* [Dataset]:
+ + +
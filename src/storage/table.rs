//! Canonical transaction table on disk (UTF-8 CSV with a header row)

use std::collections::BTreeMap;
use std::fs::{self, File, OpenOptions};
use std::path::{Path, PathBuf};

use super::temp_path;
use crate::error::{Result, SupplyError};
use crate::schema::{SchemaNormalizer, TransactionRecord, CANONICAL_COLUMNS, CLUSTER_COLUMN};

/// Streaming writer for the canonical table.
///
/// The header is emitted exactly once, ahead of the first batch written
/// through this writer (or on [`TableWriter::finish`] when nothing was
/// written).
pub struct TableWriter {
    writer: csv::Writer<File>,
    path: PathBuf,
    with_cluster: bool,
    header_written: bool,
    rows: usize,
}

impl TableWriter {
    /// Open `path` for appending, creating it (and its parent) if needed
    pub fn append(path: &Path) -> Result<Self> {
        Self::open(path, false, true)
    }

    /// Create or truncate `path`; `with_cluster` adds the `Cluster` column
    pub fn create(path: &Path, with_cluster: bool) -> Result<Self> {
        Self::open(path, with_cluster, false)
    }

    fn open(path: &Path, with_cluster: bool, append: bool) -> Result<Self> {
        if let Some(parent) = path.parent().filter(|p| !p.as_os_str().is_empty()) {
            fs::create_dir_all(parent).map_err(|e| SupplyError::Io {
                source: e,
                context: format!("Failed to create table directory: {}", parent.display()),
            })?;
        }

        let file = OpenOptions::new()
            .create(true)
            .write(true)
            .append(append)
            .truncate(!append)
            .open(path)
            .map_err(|e| SupplyError::Io {
                source: e,
                context: format!("Failed to open table for writing: {}", path.display()),
            })?;

        // an appended table that already has content carries its header
        let header_written = append
            && file
                .metadata()
                .map_err(|e| SupplyError::Io {
                    source: e,
                    context: format!("Failed to inspect table: {}", path.display()),
                })?
                .len()
                > 0;

        Ok(Self {
            writer: csv::WriterBuilder::new().has_headers(false).from_writer(file),
            path: path.to_path_buf(),
            with_cluster,
            header_written,
            rows: 0,
        })
    }

    /// Append a batch of records, writing the header first if still pending
    pub fn write_batch(&mut self, records: &[TransactionRecord]) -> Result<usize> {
        if records.is_empty() {
            return Ok(0);
        }

        self.ensure_header()?;
        for record in records {
            let mut row = record.to_row();
            if self.with_cluster {
                row.push(record.cluster.map(|c| c.to_string()).unwrap_or_default());
            }
            self.writer.write_record(&row).map_err(|e| self.csv_error(e))?;
        }
        self.writer.flush().map_err(|e| SupplyError::Io {
            source: e,
            context: format!("Failed to flush table: {}", self.path.display()),
        })?;

        self.rows += records.len();
        Ok(records.len())
    }

    /// Flush, writing a bare header when no rows were ever written
    pub fn finish(mut self) -> Result<usize> {
        self.ensure_header()?;
        self.writer.flush().map_err(|e| SupplyError::Io {
            source: e,
            context: format!("Failed to flush table: {}", self.path.display()),
        })?;
        Ok(self.rows)
    }

    fn ensure_header(&mut self) -> Result<()> {
        if self.header_written {
            return Ok(());
        }

        let mut header: Vec<&str> = CANONICAL_COLUMNS.to_vec();
        if self.with_cluster {
            header.push(CLUSTER_COLUMN);
        }
        self.writer.write_record(&header).map_err(|e| self.csv_error(e))?;
        self.header_written = true;
        Ok(())
    }

    fn csv_error(&self, source: csv::Error) -> SupplyError {
        SupplyError::Csv {
            source,
            context: format!("Failed to write table: {}", self.path.display()),
        }
    }
}

/// Write a full table atomically (temp file + rename)
pub fn write_table(path: &Path, records: &[TransactionRecord], with_cluster: bool) -> Result<()> {
    let temp_path = temp_path(path);
    let mut writer = TableWriter::create(&temp_path, with_cluster)?;
    writer.write_batch(records)?;
    writer.finish()?;

    fs::rename(&temp_path, path).map_err(|e| SupplyError::Io {
        source: e,
        context: format!(
            "Failed to move table into place: {} -> {}",
            temp_path.display(),
            path.display()
        ),
    })
}

/// Read a canonical (optionally clustered) table back into memory
pub fn read_table(path: &Path) -> Result<Vec<TransactionRecord>> {
    let csv_error = |source: csv::Error| SupplyError::Csv {
        source,
        context: format!("Failed to read table: {}", path.display()),
    };

    let mut reader = csv::ReaderBuilder::new()
        .has_headers(true)
        .flexible(true)
        .from_path(path)
        .map_err(csv_error)?;

    let header: Vec<String> = reader
        .headers()
        .map_err(csv_error)?
        .iter()
        .map(str::to_string)
        .collect();
    let normalizer = SchemaNormalizer::new(&BTreeMap::new())?;
    let layout = normalizer.resolve(&header, path)?;
    let cluster_index = header.iter().position(|h| h == CLUSTER_COLUMN);

    let mut records = Vec::new();
    for (line, row) in reader.records().enumerate() {
        let row = row.map_err(csv_error)?;
        let cells: Vec<String> = row.iter().map(str::to_string).collect();
        let mut record = normalizer.normalize_row(&layout, &cells);

        if let Some(raw) = cluster_index.and_then(|i| cells.get(i)) {
            let raw = raw.trim();
            if !raw.is_empty() {
                let label = raw.parse::<u32>().map_err(|_| {
                    SupplyError::Consistency(format!(
                        "Invalid cluster label '{}' on data row {} of {}",
                        raw,
                        line + 1,
                        path.display()
                    ))
                })?;
                record.cluster = Some(label);
            }
        }

        records.push(record);
    }

    Ok(records)
}

#[cfg(test)]
mod tests {
    use super::*;
    use tempfile::TempDir;

    fn record(description: &str, supplier: &str, price: Option<f64>) -> TransactionRecord {
        TransactionRecord {
            pr_id: "0042".to_string(),
            product_description: description.to_string(),
            supplier_name: supplier.to_string(),
            unit_price: price,
            ..Default::default()
        }
    }

    #[test]
    fn test_header_written_once_across_batches() {
        let temp = TempDir::new().unwrap();
        let path = temp.path().join("table.csv");

        let mut writer = TableWriter::append(&path).unwrap();
        writer.write_batch(&[record("a", "s1", Some(1.0))]).unwrap();
        writer.write_batch(&[record("b", "s2", None)]).unwrap();
        assert_eq!(writer.finish().unwrap(), 2);

        let content = fs::read_to_string(&path).unwrap();
        assert_eq!(content.matches("PO ID").count(), 1);
        assert_eq!(content.lines().count(), 3);
    }

    #[test]
    fn test_reopened_table_keeps_single_header() {
        let temp = TempDir::new().unwrap();
        let path = temp.path().join("table.csv");

        for description in ["a", "b"] {
            let mut writer = TableWriter::append(&path).unwrap();
            writer.write_batch(&[record(description, "s1", None)]).unwrap();
            writer.finish().unwrap();
        }
        TableWriter::append(&path).unwrap().finish().unwrap();

        let content = fs::read_to_string(&path).unwrap();
        assert_eq!(content.matches("PO ID").count(), 1);

        let loaded = read_table(&path).unwrap();
        let descriptions: Vec<_> = loaded.iter().map(|r| r.product_description.as_str()).collect();
        assert_eq!(descriptions, vec!["a", "b"]);
    }

    #[test]
    fn test_empty_table_still_has_header() {
        let temp = TempDir::new().unwrap();
        let path = temp.path().join("table.csv");

        TableWriter::append(&path).unwrap().finish().unwrap();
        assert!(read_table(&path).unwrap().is_empty());
    }

    #[test]
    fn test_clustered_roundtrip() {
        let temp = TempDir::new().unwrap();
        let path = temp.path().join("nested").join("table.csv");

        let mut first = record("steel pipe", "Acme", Some(12.5));
        first.cluster = Some(3);
        let mut second = record("", "", None);
        second.cluster = Some(0);

        write_table(&path, &[first.clone(), second.clone()], true).unwrap();
        let loaded = read_table(&path).unwrap();

        assert_eq!(loaded, vec![first, second]);
        assert!(!temp_path(&path).exists());
    }

    #[test]
    fn test_invalid_cluster_label() {
        let temp = TempDir::new().unwrap();
        let path = temp.path().join("table.csv");
        fs::write(
            &path,
            "Product Description,Supplier Name,Unit Price,Cluster\npipe,Acme,1.0,x\n",
        )
        .unwrap();

        assert!(matches!(
            read_table(&path),
            Err(SupplyError::Consistency(_))
        ));
    }
}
+ + +
* [About this task]: Look through the records above for the word "Failed" and state how many lines contain it, giving the number alone.

* [Reply]: 8